Stored items:
╭──

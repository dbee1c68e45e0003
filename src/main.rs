//! Juxtapos - transparent hypercube viewer
//!
//! Spins a tesseract in 4D and draws its projected faces with depth-peeled
//! transparency.

use winit::{
    application::ApplicationHandler,
    event::WindowEvent,
    event_loop::{ActiveEventLoop, ControlFlow, EventLoop},
    keyboard::PhysicalKey,
    window::WindowId,
};

use juxtapos::config::AppConfig;
use juxtapos::input::{InputAction, InputMapper};
use juxtapos::systems::{FpsCounter, RenderError, RenderSystem, WindowSystem};
use juxtapos_input::SpinController;

/// Main application state
struct App {
    /// Application configuration
    config: AppConfig,
    window_system: Option<WindowSystem>,
    render_system: Option<RenderSystem>,
    spin: SpinController,
    fps: FpsCounter,
    last_frame: std::time::Instant,
}

impl App {
    fn new(config: AppConfig) -> Self {
        let spin = SpinController::new(config.spin.plane, config.spin.speed);

        Self {
            config,
            window_system: None,
            render_system: None,
            spin,
            fps: FpsCounter::new(),
            last_frame: std::time::Instant::now(),
        }
    }

    fn handle_action(&mut self, action: InputAction, event_loop: &ActiveEventLoop) {
        match action {
            InputAction::Exit => event_loop.exit(),
            InputAction::ToggleFullscreen => {
                if let Some(window_system) = &self.window_system {
                    window_system.toggle_fullscreen();
                }
            }
            InputAction::ToggleEdges => {
                if let Some(render_system) = &mut self.render_system {
                    let enabled = render_system.toggle_edges();
                    log::info!("Edge overlay: {}", if enabled { "ON" } else { "OFF" });
                }
            }
        }
    }

    fn redraw(&mut self, event_loop: &ActiveEventLoop) {
        let now = std::time::Instant::now();
        let dt = (now - self.last_frame).as_secs_f32();
        self.last_frame = now;

        self.spin.update(dt);
        let fps = self.fps.tick(dt);

        let (Some(window_system), Some(render_system)) =
            (&self.window_system, &mut self.render_system)
        else {
            return;
        };

        if self.config.debug.show_fps {
            window_system.update_title(fps);
        }

        match render_system.render_frame(self.spin.model_matrix()) {
            Ok(()) => {}
            Err(RenderError::SurfaceLost) => {
                log::warn!("Surface lost, reconfiguring");
                render_system.recover_surface();
            }
            Err(RenderError::OutOfMemory) => {
                log::error!("GPU out of memory");
                event_loop.exit();
                return;
            }
            Err(e) => log::warn!("{}", e),
        }

        window_system.request_redraw();
    }
}

impl ApplicationHandler for App {
    fn resumed(&mut self, event_loop: &ActiveEventLoop) {
        if self.window_system.is_some() {
            return;
        }

        let window_system = match WindowSystem::create(event_loop, &self.config.window) {
            Ok(window_system) => window_system,
            Err(e) => {
                log::error!("{}", e);
                event_loop.exit();
                return;
            }
        };

        match RenderSystem::new(window_system.window().clone(), &self.config) {
            Ok(render_system) => self.render_system = Some(render_system),
            Err(e) => {
                log::error!("Failed to initialise rendering: {}", e);
                event_loop.exit();
                return;
            }
        }

        window_system.request_redraw();
        self.window_system = Some(window_system);
        self.last_frame = std::time::Instant::now();
    }

    fn window_event(&mut self, event_loop: &ActiveEventLoop, _id: WindowId, event: WindowEvent) {
        match event {
            WindowEvent::CloseRequested => {
                event_loop.exit();
            }

            WindowEvent::Resized(physical_size) => {
                if let Some(render_system) = &mut self.render_system {
                    if let Err(e) = render_system.resize(physical_size.width, physical_size.height) {
                        log::error!("{}", e);
                        event_loop.exit();
                    }
                }
            }

            WindowEvent::KeyboardInput { event, .. } => {
                if let PhysicalKey::Code(key) = event.physical_key {
                    if let Some(action) = InputMapper::map_keyboard(key, event.state) {
                        self.handle_action(action, event_loop);
                    } else {
                        self.spin.process_keyboard(key, event.state);
                    }
                }
            }

            WindowEvent::RedrawRequested => self.redraw(event_loop),

            _ => {}
        }
    }
}

fn main() {
    // Load configuration first: it carries the log level
    let (config, load_error) = match AppConfig::load() {
        Ok(config) => (config, None),
        Err(e) => (AppConfig::default(), Some(e)),
    };

    // Initialize logging, RUST_LOG overrides the configured level
    env_logger::Builder::from_env(
        env_logger::Env::default().default_filter_or(config.debug.log_level.as_str()),
    )
    .init();
    log::info!("Starting Juxtapos");
    if let Some(e) = load_error {
        log::warn!("Failed to load config: {}. Using defaults.", e);
    }

    let event_loop = match EventLoop::new() {
        Ok(event_loop) => event_loop,
        Err(e) => {
            log::error!("Failed to create event loop: {}", e);
            std::process::exit(1);
        }
    };
    event_loop.set_control_flow(ControlFlow::Poll);

    let mut app = App::new(config);
    if let Err(e) = event_loop.run_app(&mut app) {
        log::error!("Event loop error: {}", e);
        std::process::exit(1);
    }
}
//! D-dimensional hypercube geometry
//!
//! Everything here is derived from bit arithmetic on vertex indices:
//!
//! - vertex `j` has coordinate `k` equal to `+1` if bit `k` of `j` is set, else `-1`
//! - an edge along axis `i` joins two vertices that differ only in bit `i`
//! - a square face spanning axes `i < j` has four corners that differ only in
//!   bits `i` and `j`
//!
//! For D = 4 (the tesseract) this gives 16 vertices, 32 edges and 24 squares.

use crate::bits::{insert_bit, insert_bit_pair};

/// Largest dimension whose vertex indices fit in a `u32`.
pub const MAX_DIMENSION: u32 = u32::BITS - 1;

/// Corner slots of the two triangles of a quad.
///
/// Corner `c` has bit 0 -> first axis, bit 1 -> second axis, so the quad
/// `0 1 3 2` is split along the `1-2` diagonal.
pub const QUAD_CORNER_PATTERN: [u32; 6] = [0, 1, 2, 2, 3, 1];

/// Number of vertices of the D-cube (`2^D`).
pub fn vertex_count(dim: u32) -> usize {
    check_dimension(dim);
    1usize << dim
}

/// Number of edges of the D-cube (`D * 2^(D-1)`).
pub fn edge_count(dim: u32) -> usize {
    check_dimension(dim);
    if dim == 0 {
        0
    } else {
        dim as usize * (1usize << (dim - 1))
    }
}

/// Number of square faces of the D-cube (`C(D,2) * 2^(D-2)`).
pub fn quad_count(dim: u32) -> usize {
    check_dimension(dim);
    if dim < 2 {
        0
    } else {
        axis_pair_count(dim) * (1usize << (dim - 2))
    }
}

/// Number of axis pairs, i.e. face groups (`C(D,2)`).
pub fn axis_pair_count(dim: u32) -> usize {
    let d = dim as usize;
    d * d.saturating_sub(1) / 2
}

/// Coordinates of vertex `index` of the D-cube.
pub fn vertex_coordinates(dim: u32, index: u32) -> impl Iterator<Item = f32> {
    (0..dim).map(move |k| if (index >> k) & 1 == 1 { 1.0 } else { -1.0 })
}

/// All `2^D` vertices in index order.
///
/// D = 0 yields a single vertex with no coordinates.
pub fn vertices(dim: u32) -> Vec<Vec<f32>> {
    (0..vertex_count(dim) as u32)
        .map(|j| vertex_coordinates(dim, j).collect())
        .collect()
}

/// All `D * 2^(D-1)` edges as vertex index pairs.
///
/// Ordered by axis, then by reduced index. The first endpoint has the axis bit
/// clear, the second has it set.
pub fn edges(dim: u32) -> Vec<[u32; 2]> {
    let mut result = Vec::with_capacity(edge_count(dim));
    if dim == 0 {
        return result;
    }

    for axis in 0..dim {
        for reduced in 0..(1u32 << (dim - 1)) {
            let u = insert_bit(reduced, axis, false);
            result.push([u, u | (1 << axis)]);
        }
    }

    result
}

/// All quads of the D-cube spanning one pair of axes.
#[derive(Clone, Debug, PartialEq, Eq)]
pub struct FaceGroup {
    /// The two axes spanned by every quad of the group, `axes[0] < axes[1]`
    pub axes: [u32; 2],
    /// Triangulated quads, six vertex indices each (see [`QUAD_CORNER_PATTERN`])
    pub quads: Vec<[u32; 6]>,
}

/// Square faces grouped by axis pair, pairs in ascending lexicographic order.
///
/// Empty for D < 2.
pub fn faces(dim: u32) -> Vec<FaceGroup> {
    check_dimension(dim);
    if dim < 2 {
        return Vec::new();
    }

    let mut groups = Vec::with_capacity(axis_pair_count(dim));
    for i in 0..dim {
        for j in (i + 1)..dim {
            let quads = (0..(1u32 << (dim - 2)))
                .map(|reduced| quad_indices(reduced, i, j))
                .collect();
            groups.push(FaceGroup { axes: [i, j], quads });
        }
    }

    groups
}

/// Six indices of the quad with reduced index `reduced` in the `(i, j)` group.
fn quad_indices(reduced: u32, i: u32, j: u32) -> [u32; 6] {
    QUAD_CORNER_PATTERN.map(|corner| {
        insert_bit_pair(reduced, i, corner & 1 == 1, j, corner & 2 == 2)
    })
}

fn check_dimension(dim: u32) {
    assert!(
        dim <= MAX_DIMENSION,
        "hypercube dimension {} exceeds the maximum of {}",
        dim,
        MAX_DIMENSION
    );
}

/// A D-cube with its vertices, edges and faces generated once.
#[derive(Clone, Debug)]
pub struct Hypercube {
    dim: u32,
    vertices: Vec<Vec<f32>>,
    edges: Vec<[u32; 2]>,
    faces: Vec<FaceGroup>,
}

impl Hypercube {
    /// Generate the D-cube
    ///
    /// # Panics
    /// If `dim` exceeds [`MAX_DIMENSION`].
    pub fn new(dim: u32) -> Self {
        Self {
            dim,
            vertices: vertices(dim),
            edges: edges(dim),
            faces: faces(dim),
        }
    }

    /// The 4-cube
    pub fn tesseract() -> Self {
        Self::new(4)
    }

    #[inline]
    pub fn dimension(&self) -> u32 {
        self.dim
    }

    #[inline]
    pub fn vertices(&self) -> &[Vec<f32>] {
        &self.vertices
    }

    #[inline]
    pub fn edges(&self) -> &[[u32; 2]] {
        &self.edges
    }

    #[inline]
    pub fn faces(&self) -> &[FaceGroup] {
        &self.faces
    }

    #[inline]
    pub fn vertex_count(&self) -> usize {
        self.vertices.len()
    }

    #[inline]
    pub fn edge_count(&self) -> usize {
        self.edges.len()
    }

    pub fn quad_count(&self) -> usize {
        self.faces.iter().map(|group| group.quads.len()).sum()
    }

    /// Vertex positions as fixed `N`-component arrays, zero padded beyond D.
    ///
    /// # Panics
    /// If `N < D`: coordinates would be dropped.
    pub fn vertex_positions<const N: usize>(&self) -> Vec<[f32; N]> {
        assert!(
            N >= self.dim as usize,
            "{} position components cannot hold a {}-cube",
            N,
            self.dim
        );

        self.vertices
            .iter()
            .map(|coords| {
                let mut position = [0.0f32; N];
                position[..coords.len()].copy_from_slice(coords);
                position
            })
            .collect()
    }

    /// Edge endpoints flattened for a line-list index buffer
    pub fn edge_indices(&self) -> Vec<u32> {
        self.edges.iter().flatten().copied().collect()
    }

    /// Face triangles flattened for a triangle-list index buffer
    pub fn face_indices(&self) -> Vec<u32> {
        self.faces
            .iter()
            .flat_map(|group| group.quads.iter().flatten().copied())
            .collect()
    }
}

#[cfg(test)]
mod tests {
    use super::*;
    use std::collections::HashSet;

    #[test]
    fn test_vertex_counts_and_signs() {
        for d in 0..=8 {
            let verts = vertices(d);
            assert_eq!(verts.len(), 1 << d);

            let mut seen = HashSet::new();
            for v in &verts {
                assert_eq!(v.len(), d as usize);
                assert!(v.iter().all(|&c| c == 1.0 || c == -1.0));
                let key: Vec<i8> = v.iter().map(|&c| c as i8).collect();
                assert!(seen.insert(key), "duplicate vertex {:?}", v);
            }
        }
    }

    #[test]
    fn test_vertex_index_encodes_signs() {
        for (j, v) in vertices(5).iter().enumerate() {
            for (k, &c) in v.iter().enumerate() {
                assert_eq!(c > 0.0, (j >> k) & 1 == 1);
            }
        }
    }

    #[test]
    fn test_zero_dimension() {
        assert_eq!(vertices(0), vec![Vec::<f32>::new()]);
        assert!(edges(0).is_empty());
        assert!(faces(0).is_empty());
    }

    #[test]
    fn test_edges_cover_every_single_bit_pair_once() {
        for d in 1..=8u32 {
            let list = edges(d);
            assert_eq!(list.len(), edge_count(d));
            assert_eq!(list.len(), d as usize * (1 << (d - 1)));

            let mut seen = HashSet::new();
            for &[u, v] in &list {
                assert_eq!((u ^ v).count_ones(), 1, "edge ({}, {})", u, v);
                assert!(u < v);
                assert!(seen.insert((u, v)), "duplicate edge ({}, {})", u, v);
            }

            // every single-bit-differing pair shows up
            let n = 1u32 << d;
            let expected = (0..n)
                .flat_map(|u| (0..d).map(move |k| (u, u ^ (1 << k))))
                .filter(|(u, v)| u < v)
                .count();
            assert_eq!(seen.len(), expected);
        }
    }

    #[test]
    fn test_edges_ordered_by_axis() {
        let list = edges(3);
        for (n, &[u, v]) in list.iter().enumerate() {
            let axis = n / 4;
            assert_eq!(u ^ v, 1 << axis);
        }
    }

    #[test]
    fn test_faces_counts_and_corners() {
        for d in 2..=8u32 {
            let groups = faces(d);
            assert_eq!(groups.len(), axis_pair_count(d));

            let mut quads_seen = HashSet::new();
            for group in &groups {
                let [i, j] = group.axes;
                assert!(i < j);
                assert_eq!(group.quads.len(), 1 << (d - 2));

                let span = (1 << i) | (1 << j);
                for quad in &group.quads {
                    let distinct: HashSet<u32> = quad.iter().copied().collect();
                    assert_eq!(distinct.len(), 4, "quad {:?}", quad);

                    for &a in &distinct {
                        for &b in &distinct {
                            assert_eq!((a ^ b) & !span, 0, "corners {} {} leave axes {:?}", a, b, group.axes);
                        }
                    }

                    let mut key: Vec<u32> = distinct.into_iter().collect();
                    key.sort();
                    assert!(quads_seen.insert(key), "duplicate quad {:?}", quad);
                }
            }
            assert_eq!(quads_seen.len(), quad_count(d));
        }
    }

    #[test]
    fn test_axis_pairs_lexicographic() {
        let axes: Vec<[u32; 2]> = faces(4).iter().map(|g| g.axes).collect();
        assert_eq!(axes, vec![[0, 1], [0, 2], [0, 3], [1, 2], [1, 3], [2, 3]]);
    }

    #[test]
    fn test_faces_below_two_dimensions_empty() {
        assert!(faces(1).is_empty());
        assert_eq!(quad_count(1), 0);
    }

    #[test]
    fn test_tesseract_counts() {
        let t = Hypercube::tesseract();
        assert_eq!(t.vertex_count(), 16);
        assert_eq!(t.edge_count(), 32);
        assert_eq!(t.faces().len(), 6);
        assert!(t.faces().iter().all(|g| g.quads.len() == 4));
        assert_eq!(t.quad_count(), 24);
        assert_eq!(t.face_indices().len(), 144);
        assert_eq!(t.edge_indices().len(), 64);
    }

    #[test]
    fn test_square_overlay_quad() {
        let square = Hypercube::new(2);
        assert_eq!(
            square.vertices(),
            &[vec![-1.0, -1.0], vec![1.0, -1.0], vec![-1.0, 1.0], vec![1.0, 1.0]]
        );
        assert_eq!(square.faces().len(), 1);
        assert_eq!(square.faces()[0].quads, vec![[0, 1, 2, 2, 3, 1]]);
        assert_eq!(square.face_indices(), vec![0, 1, 2, 2, 3, 1]);
    }

    #[test]
    fn test_generation_is_deterministic() {
        assert_eq!(faces(5), faces(5));
        assert_eq!(edges(5), edges(5));
    }

    #[test]
    fn test_vertex_positions_padding() {
        let square = Hypercube::new(2);
        let padded = square.vertex_positions::<4>();
        assert_eq!(padded[3], [1.0, 1.0, 0.0, 0.0]);

        let exact = Hypercube::tesseract().vertex_positions::<4>();
        assert_eq!(exact[0], [-1.0; 4]);
        assert_eq!(exact[15], [1.0; 4]);
    }

    #[test]
    #[should_panic]
    fn test_vertex_positions_too_narrow() {
        Hypercube::tesseract().vertex_positions::<3>();
    }

    #[test]
    #[should_panic]
    fn test_dimension_too_large() {
        vertex_count(MAX_DIMENSION + 1);
    }
}
impl Viewport {
    /// `None` if either dimension is zero (e.g. a minimized window)
    pub fn new(width: u32, height: u32) -> Option<Self> {
        if width == 0 || height == 0 {
            None
        } else {
            Some(Self { width, height })
        }
    }

    #[inline]
    pub fn width(&self) -> u32 {
        self.width
    }

    #[inline]
    pub fn height(&self) -> u32 {
        self.height
    }

    pub fn aspect_ratio(&self) -> f32 {
        self.width as f32 / self.height as f32
    }

    fn extent(&self) -> wgpu::Extent3d {
        wgpu::Extent3d {
            width: self.width,
            height: self.height,
            depth_or_array_layers: 1,
        }
    }
}

impl fmt::Display for Viewport {
    fn fmt(&self, f: &mut fmt::Formatter<'_>) -> fmt::Result {
        write!(f, "{}x{}", self.width, self.height)
    }
}

/// Framebuffer creation error
#[derive(Debug)]
pub enum FramebufferError {
    /// Requested size exceeds the device's 2D texture limit
    TooLarge {
        viewport: Viewport,
        max_dimension: u32,
    },
    /// The device rejected an attachment
    Attachment {
        attachment: &'static str,
        format: wgpu::TextureFormat,
        viewport: Viewport,
        message: String,
    },
}

impl fmt::Display for FramebufferError {
    fn fmt(&self, f: &mut fmt::Formatter<'_>) -> fmt::Result {
        match self {
            FramebufferError::TooLarge { viewport, max_dimension } => write!(
                f,
                "Framebuffer size {} exceeds device limit of {} pixels",
                viewport, max_dimension
            ),
            FramebufferError::Attachment { attachment, format, viewport, message } => write!(
                f,
                "Failed to create {} attachment ({:?}, {}): {}",
                attachment, format, viewport, message
            ),
        }
    }
}

impl std::error::Error for FramebufferError {}

/// Bind group layouts for reading target attachments in a shader
///
/// Both expose a single texture at binding 0, read with `textureLoad`. Depth is
/// bound as unfilterable float rather than as a depth texture so the peel shader
/// also translates to GLSL.
pub struct AttachmentLayouts {
    pub color: wgpu::BindGroupLayout,
    pub depth: wgpu::BindGroupLayout,
}

impl AttachmentLayouts {
    pub fn new(device: &wgpu::Device, samples: u32) -> Self {
        let layout = |label: &str| {
            device.create_bind_group_layout(&wgpu::BindGroupLayoutDescriptor {
                label: Some(label),
                entries: &[wgpu::BindGroupLayoutEntry {
                    binding: 0,
                    visibility: wgpu::ShaderStages::FRAGMENT,
                    ty: wgpu::BindingType::Texture {
                        sample_type: wgpu::TextureSampleType::Float { filterable: false },
                        view_dimension: wgpu::TextureViewDimension::D2,
                        multisampled: samples > 1,
                    },
                    count: None,
                }],
            })
        };

        Self {
            color: layout("Peel Color Input Layout"),
            depth: layout("Peel Depth Input Layout"),
        }
    }
}

/// What a target pass does with its attachments on load
#[derive(Clone, Copy, Debug)]
pub struct TargetClear {
    pub color: wgpu::Color,
    pub depth: f32,
}

/// Create one attachment inside its own error scopes
///
/// A rejected texture is reported under `attachment` with its format and size.
pub(crate) fn create_attachment(
    device: &wgpu::Device,
    attachment: &'static str,
    format: wgpu::TextureFormat,
    viewport: Viewport,
    samples: u32,
    usage: wgpu::TextureUsages,
) -> Result<(wgpu::Texture, wgpu::TextureView), FramebufferError> {
    device.push_error_scope(wgpu::ErrorFilter::OutOfMemory);
    device.push_error_scope(wgpu::ErrorFilter::Validation);

    let texture = device.create_texture(&wgpu::TextureDescriptor {
        label: Some(attachment),
        size: viewport.extent(),
        mip_level_count: 1,
        sample_count: samples,
        dimension: wgpu::TextureDimension::D2,
        format,
        usage,
        view_formats: &[],
    });
    let view = texture.create_view(&wgpu::TextureViewDescriptor::default());

    let validation = pollster::block_on(device.pop_error_scope());
    let out_of_memory = pollster::block_on(device.pop_error_scope());
    match validation.or(out_of_memory) {
        Some(error) => Err(FramebufferError::Attachment {
            attachment,
            format,
            viewport,
            message: error.to_string(),
        }),
        None => Ok((texture, view)),
    }
}

/// One color + depth render target
#[allow(dead_code)] // Textures must outlive their views and bind groups
struct RenderTarget {
    color_texture: wgpu::Texture,
    color_view: wgpu::TextureView,
    depth_texture: wgpu::Texture,
    depth_view: wgpu::TextureView,
    color_input: wgpu::BindGroup,
    depth_input: wgpu::BindGroup,
}

impl RenderTarget {
    fn new(
        device: &wgpu::Device,
        layouts: &AttachmentLayouts,
        viewport: Viewport,
        samples: u32,
        slot: TargetSlot,
    ) -> Result<Self, FramebufferError> {
        let usage = wgpu::TextureUsages::RENDER_ATTACHMENT | wgpu::TextureUsages::TEXTURE_BINDING;

        let (color_label, depth_label) = match slot {
            TargetSlot::Zero => ("peel color 0", "peel depth 0"),
            TargetSlot::One => ("peel color 1", "peel depth 1"),
        };

        let (color_texture, color_view) =
            create_attachment(device, color_label, PEEL_COLOR_FORMAT, viewport, samples, usage)?;
        let (depth_texture, depth_view) =
            create_attachment(device, depth_label, PEEL_DEPTH_FORMAT, viewport, samples, usage)?;

        let input = |label: &str, layout: &wgpu::BindGroupLayout, view: &wgpu::TextureView| {
            device.create_bind_group(&wgpu::BindGroupDescriptor {
                label: Some(label),
                layout,
                entries: &[wgpu::BindGroupEntry {
                    binding: 0,
                    resource: wgpu::BindingResource::TextureView(view),
                }],
            })
        };
        let color_input = input("Peel Color Input", &layouts.color, &color_view);
        let depth_input = input("Peel Depth Input", &layouts.depth, &depth_view);

        Ok(Self {
            color_texture,
            color_view,
            depth_texture,
            depth_view,
            color_input,
            depth_input,
        })
    }
}

/// Two ping-ponged color + depth targets sized to the viewport
pub struct FramebufferPair {
    targets: [RenderTarget; 2],
    viewport: Viewport,
    samples: u32,
}

impl FramebufferPair {
    /// Create both targets with `samples` samples per pixel
    ///
    /// Failure is fatal to startup: the peel loop cannot run without both.
    pub fn new(
        device: &wgpu::Device,
        layouts: &AttachmentLayouts,
        viewport: Viewport,
        samples: u32,
    ) -> Result<Self, FramebufferError> {
        check_size(device, viewport)?;

        let targets = [
            RenderTarget::new(device, layouts, viewport, samples, TargetSlot::Zero)?,
            RenderTarget::new(device, layouts, viewport, samples, TargetSlot::One)?,
        ];

        log::debug!("Created peel framebuffers at {} ({}x MSAA)", viewport, samples);

        Ok(Self { targets, viewport, samples })
    }

    /// Recreate both targets at a new size
    ///
    /// Returns `Ok(false)` without touching the GPU if the size is unchanged.
    pub fn resize(
        &mut self,
        device: &wgpu::Device,
        layouts: &AttachmentLayouts,
        viewport: Viewport,
    ) -> Result<bool, FramebufferError> {
        if viewport == self.viewport {
            return Ok(false);
        }

        *self = Self::new(device, layouts, viewport, self.samples)?;
        Ok(true)
    }

    #[inline]
    pub fn samples(&self) -> u32 {
        self.samples
    }

    #[inline]
    pub fn viewport(&self) -> Viewport {
        self.viewport
    }

    /// Begin a render pass drawing into `slot`, clearing both attachments
    pub fn bind_as_target<'e>(
        &self,
        encoder: &'e mut wgpu::CommandEncoder,
        slot: TargetSlot,
        clear: TargetClear,
        label: &str,
    ) -> wgpu::RenderPass<'e> {
        let target = &self.targets[slot.index()];

        encoder.begin_render_pass(&wgpu::RenderPassDescriptor {
            label: Some(label),
            color_attachments: &[Some(wgpu::RenderPassColorAttachment {
                view: &target.color_view,
                resolve_target: None,
                ops: wgpu::Operations {
                    load: wgpu::LoadOp::Clear(clear.color),
                    store: wgpu::StoreOp::Store,
                },
            })],
            depth_stencil_attachment: Some(wgpu::RenderPassDepthStencilAttachment {
                view: &target.depth_view,
                depth_ops: Some(wgpu::Operations {
                    load: wgpu::LoadOp::Clear(clear.depth),
                    store: wgpu::StoreOp::Store,
                }),
                stencil_ops: None,
            }),
            timestamp_writes: None,
            occlusion_query_set: None,
        })
    }

    /// Expose `slot`'s depth attachment at bind group `group`
    pub fn bind_depth_as_input(&self, pass: &mut wgpu::RenderPass<'_>, slot: TargetSlot, group: u32) {
        pass.set_bind_group(group, &self.targets[slot.index()].depth_input, &[]);
    }

    /// Expose `slot`'s color attachment at bind group `group`
    pub fn bind_color_as_input(&self, pass: &mut wgpu::RenderPass<'_>, slot: TargetSlot, group: u32) {
        pass.set_bind_group(group, &self.targets[slot.index()].color_input, &[]);
    }
}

╰──

# HOW TO COMPLETE THIS TASK:
Once you have identified the lines above that contain "FpsCounter", copy each of them.

# TASK SOLUTION:
use juxtapos::systems::{FpsCounter, RenderError, RenderSystem, WindowSystem};
    fps: FpsCounter,
            fps: FpsCounter::new(),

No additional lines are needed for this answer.